Un jardin aquatique exotique… rustique !

Vous avez toujours rêvé de vivre comme Robinson ou ça vous aurait branché d’être Tarzan ? Jetez-vous à l’eau et vivez enfin votre rêve en transformant votre jardin de banlieue (ou une partie seulement) en jungle tropicale ! C’est tout à fait à votre portée avec juste un peu de savoir-faire et d’imagination. Et la présence de l’eau dans ce tableau exotique contribuera grandement à rendre votre projet encore plus convaincant et spectaculaire.

Un décor plus vrai que nature

La réalité du terrain n’est pas toujours extraordinaire, même sous les tropiques ! Et la végétation de ces régions lointaines et chaudes peut parfois être assez banale d’un point de vue esthétique.

Notre goût prononcé pour les ambiances exotiques doit certainement plus au talent des peintres, cinéastes et paysagistes qui ont abondamment nourri notre imaginaire.
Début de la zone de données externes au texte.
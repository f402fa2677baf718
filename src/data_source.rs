use crate::{curvature::SheetCurvature, math::SheetRect};
use bevy::math::Vec2;

/// Displacement and texturing parameters for one terrain tile, produced by a
/// [`TerrainDataSource`] on demand.
#[derive(Clone, Copy, Debug)]
pub struct TileData {
    /// Minimum value stored in the tile's displacement map.
    pub displacement_min: f32,
    /// Maximum value stored in the tile's displacement map.
    pub displacement_max: f32,
    /// Offset applied to heights read from the displacement map.
    pub displacement_offset: f32,
    /// Scale applied to heights read from the displacement map.
    pub displacement_scale: f32,
    /// Offset applied to the texture coordinates of the shared tile grid.
    pub texcoords_offset: Vec2,
    /// Scale applied to the texture coordinates of the shared tile grid.
    pub texcoords_scale: Vec2,
}

impl TileData {
    pub fn min_height(&self) -> f32 {
        self.displacement_min * self.displacement_scale + self.displacement_offset
    }

    pub fn max_height(&self) -> f32 {
        self.displacement_max * self.displacement_scale + self.displacement_offset
    }
}

/// Provides the topology of the terrain to be rendered.
///
/// Implementations typically compute tile data asynchronously. All methods
/// are polled once per update cycle and must be side effect free while no new
/// data is available.
pub trait TerrainDataSource: Send + Sync {
    /// Retrieves terrain data for a specific area, or `None` while the data
    /// is still being processed. Once data has been returned for an area, a
    /// subsequent call triggers a new computation.
    fn try_get_tile_data(&self, area: &SheetRect, curvature: &SheetCurvature) -> Option<TileData>;

    /// Whether this data source is currently processing tiles.
    fn is_loading(&self) -> bool;

    /// The number of quads each tile is split into along its edge.
    /// Must be a power of two.
    fn tile_tessellation(&self) -> u16;

    /// The minimum time a LOD should stay displayed before switching.
    fn min_lod_switch_time_secs(&self) -> f32;

    /// Terrain data for this area, previously requested with
    /// [`Self::try_get_tile_data`], is no longer needed.
    fn delete_tile_data(&self, area: &SheetRect);
}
Nous avons tous en tête les tableaux du Douanier Rousseau représentant une jungle idéalisée et exubérante. C’est dans ce sens qu’il faut aller pour créer un décor  qui étonnera vos amis et émerveillera vos enfants.

Vous pouvez comme au cinéma, créer un décor très évocateur, plus vrai que nature. Et c’est réalisable même si vous résidez dans une région aux hivers rigoureux. Car parmi les plantes aux silhouettes les plus exotiques, certaines sont capables de résister à des températures négatives jusqu’à -24°C. D’autres, moins rustiques, supportent malgré tout nos hivers tempérés si on sait comment les protéger convenablement du vent et de l’humidité.

Privilégier les espèces au feuillage typé et spectaculaire

Ce qui compte avant tout, c’est de réussir à composer un tableau exotique vivant, grâce à de belles associations de formes et de couleurs.

Choisissez des végétaux aux feuillages amples, décoratifs et structurés. Associez les en jouant sur les contrastes des formes et sur les différentes nuances de vert. Recherchez en priorité les formes les plus spectaculaires, comme les palmiers (Chamaerops humilis, Butia capita et Jubea spectabilis, rustiques jusqu’à – 15 °C) et les papyrus rustiques. Si vous disposez de suffisamment de place, utilisez les plantes à feuilles géantes comme la Gunnera manicata, l’Heracleum mantegazzianum, le Macleaya cordata.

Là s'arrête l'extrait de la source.